Figure 1. AO and XDH in gel activity assays of control and transgenic poplar plants after NaCl stress. Untreated Arabidopsis is shown for comparison. Black arrow-heads mark the respective activity band for AO and XDH. Enzyme activities were determined for poplar wild type (WT) and for plants with a knock down of AO or ABA3 (AO-RNAi no. 22, 35 and ABA3-RNAi no 4, 7, 14) as well as for the ABA3 overexpressing plants (GFP-ABA3, no. 14b and 28). Plants were analyzed at control conditions and after exposure to 75 and 150 mM NaCl each for 16 and 40 h, respectively.

Figure 2. AO and XDH in gel activity assays of control and transgenic poplar plants after drought stress. Untreated Arabidopsis is shown for comparison. Black arrow-heads mark the respective activity band for AO and XDH. Enzyme activities were determined for poplar wild type (WT) and for plants with a knock down of AO or ABA3 (AO-RNAi no. 22, 35 and ABA3-RNAi no 4, 7, 14) as well as for the ABA3 overexpressing plants (GFP-ABA3, no. 14b and 28). Plants were subjected to drought stress by allowing loss of fresh weight to remaining 80% and 60% of their initial fresh weight (FW).

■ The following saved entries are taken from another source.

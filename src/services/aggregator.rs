use futures::future::join_all;
use std::collections::BTreeMap;
use std::sync::Arc;

use super::gateway::ProviderGateway;
use crate::models::{ErrorKind, Failure, ProviderRequest};

/// One labelled provider call inside an aggregated request.
pub struct Branch {
    pub label: String,
    pub gateway: Arc<dyn ProviderGateway>,
    pub request: ProviderRequest,
}

impl Branch {
    pub fn new(
        label: impl Into<String>,
        gateway: Arc<dyn ProviderGateway>,
        request: ProviderRequest,
    ) -> Self {
        Self {
            label: label.into(),
            gateway,
            request,
        }
    }
}

/// Run every branch concurrently and wait for all of them.
///
/// Each label maps to the branch's extracted text, or to a readable failure
/// description when that branch failed. A failing branch never affects the
/// others. A repeated label is kept as `label#2`, `label#3`, ... so the map
/// always holds one entry per branch.
///
/// Branches run inside the caller's task, so dropping the returned future
/// cancels the in-flight provider calls.
pub async fn combine(branches: Vec<Branch>) -> BTreeMap<String, String> {
    log::info!("🔀 Dispatching {} provider branches", branches.len());

    let pending = branches.into_iter().map(|branch| async move {
        let outcome = resolve_text(branch.gateway.as_ref(), &branch.request).await;
        (branch.label, outcome)
    });

    let mut combined = BTreeMap::new();
    for (label, outcome) in join_all(pending).await {
        let key = unique_label(&combined, label);
        combined.insert(key, outcome);
    }
    combined
}

/// `label`, or `label#2`, `label#3`, ... when an earlier branch already took it.
fn unique_label(taken: &BTreeMap<String, String>, label: String) -> String {
    if !taken.contains_key(&label) {
        return label;
    }

    let key = (2..)
        .map(|n| format!("{}#{}", label, n))
        .find(|candidate| !taken.contains_key(candidate))
        .unwrap_or_default();
    log::warn!("⚠️ Duplicate branch label '{}', reporting it as '{}'", label, key);
    key
}

/// Call one provider and reduce its reply to display text.
pub async fn resolve_text(gateway: &dyn ProviderGateway, request: &ProviderRequest) -> String {
    let outcome = gateway
        .call(request)
        .await
        .into_result()
        .and_then(|raw| gateway.extract(&raw))
        .and_then(|payload| {
            if payload.is_empty() {
                log::debug!("{} reply carried no content", gateway.name());
            }
            payload.text.filter(|t| !t.trim().is_empty()).ok_or_else(|| {
                Failure::new(ErrorKind::EmptyResponse, "reply contained no text content")
            })
        });

    match outcome {
        Ok(text) => text,
        Err(failure) => describe_failure(gateway.name(), &failure),
    }
}

/// Caller-facing description of a failure from `provider`.
pub fn describe_failure(provider: &str, failure: &Failure) -> String {
    log::warn!("⚠️ {} branch failed: {}", provider, failure);
    format!("{} request failed ({})", provider, failure)
}
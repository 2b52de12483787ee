use base64::{engine::general_purpose, Engine};
use chrono::Utc;
use std::path::{Path, PathBuf};
use tokio::fs::{self, File, OpenOptions};
use tokio::io::{AsyncWrite, AsyncWriteExt};

use crate::models::{ErrorKind, Failure, StoredArtifact};

pub const GEMINI_FOLDER: &str = "Image_save_forGemini";
pub const GEMINI_SUFFIX: &str = "_gemini";
pub const SD_FOLDER: &str = "Image_save_forSD";
pub const SD_SUFFIX: &str = "_SD";

/// Decode a base64 payload, ignoring line wrapping and an optional
/// `data:<mime>;base64,` prefix.
pub fn decode_base64(data: &str) -> Result<Vec<u8>, Failure> {
    let data = strip_data_url(data.trim());
    let cleaned: String = data.chars().filter(|c| !c.is_whitespace()).collect();

    general_purpose::STANDARD
        .decode(cleaned.as_bytes())
        .map_err(|e| Failure::new(ErrorKind::DecodeError, format!("invalid base64 payload: {}", e)))
}

fn strip_data_url(data: &str) -> &str {
    if data.starts_with("data:") {
        if let Some((_, payload)) = data.split_once(";base64,") {
            return payload;
        }
    }
    data
}

/// Writes decoded media under `<root>/<folder>/`.
pub struct MediaPersister {
    root: PathBuf,
}

impl MediaPersister {
    pub fn new(root: impl Into<PathBuf>) -> Self {
        Self { root: root.into() }
    }

    /// Decode `base64_data` and write it to `<root>/<folder>/<epoch-millis><suffix>.png`.
    ///
    /// An existing file is never overwritten: on a name clash a short random id
    /// is inserted after the timestamp. A failed write removes the partial file.
    pub async fn persist(
        &self,
        base64_data: &str,
        folder: &str,
        suffix: &str,
    ) -> Result<StoredArtifact, Failure> {
        let bytes = decode_base64(base64_data)?;
        if bytes.is_empty() {
            return Err(Failure::new(ErrorKind::DecodeError, "image payload is empty"));
        }

        let dir = self.root.join(folder);
        fs::create_dir_all(&dir)
            .await
            .map_err(|e| io_failure("create directory", &dir, e))?;

        let created_at = Utc::now();
        let (path, file) = open_fresh(&dir, created_at.timestamp_millis(), suffix).await?;

        log::debug!("💾 Writing {} bytes to {}", bytes.len(), path.display());

        write_or_discard(file, &bytes, &path).await?;

        log::info!("✅ Image saved: {}", path.display());
        Ok(StoredArtifact { path, created_at })
    }
}

/// Write `bytes` through `writer`. On any failure the file at `path` is removed
/// so no partial image is left behind.
async fn write_or_discard<W: AsyncWrite + Unpin>(
    mut writer: W,
    bytes: &[u8],
    path: &Path,
) -> Result<(), Failure> {
    let written = async {
        writer.write_all(bytes).await?;
        writer.flush().await
    }
    .await;
    drop(writer);

    if let Err(e) = written {
        if let Err(cleanup) = fs::remove_file(path).await {
            log::error!("❌ Could not remove partial file {}: {}", path.display(), cleanup);
        }
        return Err(io_failure("write", path, e));
    }
    Ok(())
}

async fn open_fresh(dir: &Path, millis: i64, suffix: &str) -> Result<(PathBuf, File), Failure> {
    let primary = dir.join(format!("{}{}.png", millis, suffix));
    match create_new(&primary).await {
        Ok(file) => Ok((primary, file)),
        Err(e) if e.kind() == std::io::ErrorKind::AlreadyExists => {
            let id = uuid::Uuid::new_v4().simple().to_string();
            let fallback = dir.join(format!("{}-{}{}.png", millis, &id[..8], suffix));
            log::warn!(
                "⚠️ {} already exists, saving as {}",
                primary.display(),
                fallback.display()
            );
            let file = create_new(&fallback)
                .await
                .map_err(|e| io_failure("create", &fallback, e))?;
            Ok((fallback, file))
        }
        Err(e) => Err(io_failure("create", &primary, e)),
    }
}

async fn create_new(path: &Path) -> std::io::Result<File> {
    OpenOptions::new().write(true).create_new(true).open(path).await
}

fn io_failure(action: &str, path: &Path, e: std::io::Error) -> Failure {
    log::error!("❌ Failed to {} {}: {} ({:?})", action, path.display(), e, e.kind());
    Failure::new(
        ErrorKind::IoError,
        format!("failed to {} {}: {}", action, path.display(), e),
    )
}

#[cfg(test)]
mod tests {
    use super::*;

    #[test]
    fn test_decode_round_trip_with_line_wrapping() {
        let samples: Vec<Vec<u8>> = vec![
            Vec::new(),
            vec![0],
            b"hello world".to_vec(),
            (0..=255u8).cycle().take(1000).collect(),
        ];

        for bytes in samples {
            let encoded = general_purpose::STANDARD.encode(&bytes);
            let wrapped = encoded
                .as_bytes()
                .chunks(76)
                .map(|c| std::str::from_utf8(c).unwrap())
                .collect::<Vec<_>>()
                .join("\r\n");

            assert_eq!(decode_base64(&encoded).unwrap(), bytes);
            assert_eq!(decode_base64(&format!(" {}\n", wrapped)).unwrap(), bytes);
        }
    }

    #[test]
    fn test_decode_accepts_data_url() {
        let decoded = decode_base64("data:image/png;base64,aGVsbG8=").unwrap();
        assert_eq!(decoded, b"hello");
    }

    #[test]
    fn test_decode_rejects_bad_alphabet() {
        let failure = decode_base64("not*base64!").unwrap_err();
        assert_eq!(failure.kind, ErrorKind::DecodeError);
    }

    #[tokio::test]
    async fn test_persist_creates_folder_and_file() {
        let root = tempfile::tempdir().unwrap();
        let persister = MediaPersister::new(root.path());

        let artifact = persister
            .persist("aGVs\nbG8=", SD_FOLDER, SD_SUFFIX)
            .await
            .unwrap();

        assert!(artifact.path.starts_with(root.path().join(SD_FOLDER)));
        let name = artifact.path.file_name().unwrap().to_str().unwrap();
        assert!(name.ends_with("_SD.png"));
        assert_eq!(
            name.trim_end_matches("_SD.png"),
            artifact.created_at.timestamp_millis().to_string()
        );
        assert_eq!(std::fs::read(&artifact.path).unwrap(), b"hello");
    }

    #[tokio::test]
    async fn test_persist_distinct_suffixes_do_not_clash() {
        let root = tempfile::tempdir().unwrap();
        let persister = MediaPersister::new(root.path());

        let (a, b) = tokio::join!(
            persister.persist("YQ==", "shared", "_a"),
            persister.persist("Yg==", "shared", "_b"),
        );
        let (a, b) = (a.unwrap(), b.unwrap());

        assert_ne!(a.path, b.path);
        assert_eq!(std::fs::read(&a.path).unwrap(), b"a");
        assert_eq!(std::fs::read(&b.path).unwrap(), b"b");
    }

    #[tokio::test]
    async fn test_persist_never_overwrites_same_name() {
        let root = tempfile::tempdir().unwrap();
        let persister = MediaPersister::new(root.path());

        let mut paths = Vec::new();
        for payload in ["YQ==", "Yg==", "Yw==", "ZA=="] {
            paths.push(persister.persist(payload, "same", "_x").await.unwrap().path);
        }

        paths.sort();
        paths.dedup();
        assert_eq!(paths.len(), 4);
        assert_eq!(std::fs::read_dir(root.path().join("same")).unwrap().count(), 4);
    }

    #[tokio::test]
    async fn test_persist_decode_error_writes_nothing() {
        let root = tempfile::tempdir().unwrap();
        let persister = MediaPersister::new(root.path());

        let failure = persister.persist("%%%", GEMINI_FOLDER, GEMINI_SUFFIX).await.unwrap_err();
        assert_eq!(failure.kind, ErrorKind::DecodeError);
        assert!(!root.path().join(GEMINI_FOLDER).exists());

        let failure = persister.persist(" \n ", GEMINI_FOLDER, GEMINI_SUFFIX).await.unwrap_err();
        assert_eq!(failure.kind, ErrorKind::DecodeError);
    }

    /// Accepts the first few bytes, then fails like a full disk.
    struct FullDisk {
        accepted: usize,
    }

    impl AsyncWrite for FullDisk {
        fn poll_write(
            mut self: std::pin::Pin<&mut Self>,
            _cx: &mut std::task::Context<'_>,
            buf: &[u8],
        ) -> std::task::Poll<std::io::Result<usize>> {
            if self.accepted == 0 {
                let n = buf.len().min(4);
                self.accepted += n;
                std::task::Poll::Ready(Ok(n))
            } else {
                std::task::Poll::Ready(Err(std::io::Error::new(
                    std::io::ErrorKind::Other,
                    "no space left on device",
                )))
            }
        }

        fn poll_flush(
            self: std::pin::Pin<&mut Self>,
            _cx: &mut std::task::Context<'_>,
        ) -> std::task::Poll<std::io::Result<()>> {
            std::task::Poll::Ready(Ok(()))
        }

        fn poll_shutdown(
            self: std::pin::Pin<&mut Self>,
            _cx: &mut std::task::Context<'_>,
        ) -> std::task::Poll<std::io::Result<()>> {
            std::task::Poll::Ready(Ok(()))
        }
    }

    #[tokio::test]
    async fn test_failed_write_removes_partial_file() {
        let root = tempfile::tempdir().unwrap();
        let path = root.path().join("1700000000000_SD.png");
        std::fs::write(&path, b"\x89PNG").unwrap();

        let failure = write_or_discard(FullDisk { accepted: 0 }, b"0123456789", &path)
            .await
            .unwrap_err();

        assert_eq!(failure.kind, ErrorKind::IoError);
        assert!(failure.detail.contains("no space left on device"));
        assert!(!path.exists());
    }

    #[tokio::test]
    async fn test_successful_write_keeps_file() {
        let root = tempfile::tempdir().unwrap();
        let path = root.path().join("ok.png");
        let file = create_new(&path).await.unwrap();

        write_or_discard(file, b"hello", &path).await.unwrap();
        assert_eq!(std::fs::read(&path).unwrap(), b"hello");
    }

    #[tokio::test]
    async fn test_persist_io_error_when_folder_is_a_file() {
        let root = tempfile::tempdir().unwrap();
        std::fs::write(root.path().join("blocked"), b"x").unwrap();
        let persister = MediaPersister::new(root.path());

        let failure = persister.persist("YQ==", "blocked", "_x").await.unwrap_err();
        assert_eq!(failure.kind, ErrorKind::IoError);
    }
}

Figure 3. Immunological (a) and microscopic ((b)-(e)) analyses of GFP-ABA3 transformants. (a) The immunological verification of correct poplar transformation was obtained using a green fluorescent protein (GFP)-specific antibody and an antibody against recombinant A. thaliana ABA3. Both immuno analyses presented the GFP-ABA3 fragment mass of 117 kDa in all tested poplar lines (no. 28, 14b and 6). No band was detectable in WT plants. Confocal laser scanning microscope (cLSM) analyses presented a clear GFP fluorescence localized in the cytoplasm of GFP-ABA3 plant no. 14b in epidermal cells (b), guard cells (c) and cells of the shoot (d). Lambda mode recordings of the upper epidermis of plant no. 28 resulted in correct GFP-specific emissions at 515 nm (e).

Figure 4. Variation of ABA content in wildtype and transgenic poplar plants after salt stress application. GFP-ABA3 plants (no. 6, 14b and 28) overexpress Arabidopsis ABA3, ABA3-RNAi plants (no. 4, 7, 14) have reduced expression of endogenous Populus aba3 gene and simultaneously strongly decreased AO and XDH activities, AO-RNAi plants (22, 35, 53) showed no AO activity. All plants were treated with 75 and 150 mM NaCl for 16 and 40 h. Controls without exposure to high salinity were harvested at the beginning of the experiment. ABA content is given in ng ABA per g fresh weight. Significance was calculated using Man-Whitney-U statistics. Small letters indicate changes within the treated lines (p < 0.0025) and capital letters describe differences between the different poplar lines (p < 0.0042).

3.3. ABA3 and AO Transcriptional Regulation

Promoter-GUS fusion constructs were used to investigate the transcriptional regulation of ptaba3 and ptao2. Therefore, changes in GUS activity of PtAO2::GUS and PtABA3::GUS transformants were analyzed under salt and drought stress conditions. In general, GUS levels of PtAO2::GUS transformants appeared to be three times higher in comparison to ABA3::GUS plants.

When subjected to drought stress conditions at which plants were allowed to lose 20%, 40% and 60% of fresh weight, GUS activities of ABA3::GUS plants no. 8, 27 and 50 remained stable. For the same plants, 50, 100 and 150 mM NaCl stress for 1, 5, 24 and 120 h likewise did not alter GUS activities and thus ptaba3 transcription levels (Supporting Information Figure S5). Similar, PtAO2::GUS transformants no. 12, 19 and 20 did not show considerable changes in GUS activity, neither when dehydrated to 80 and 60% of their respective initial fresh weight, nor when exposed to 75 or 150 mM NaCl for 16 and 40 h (Supporting Information Figure S6).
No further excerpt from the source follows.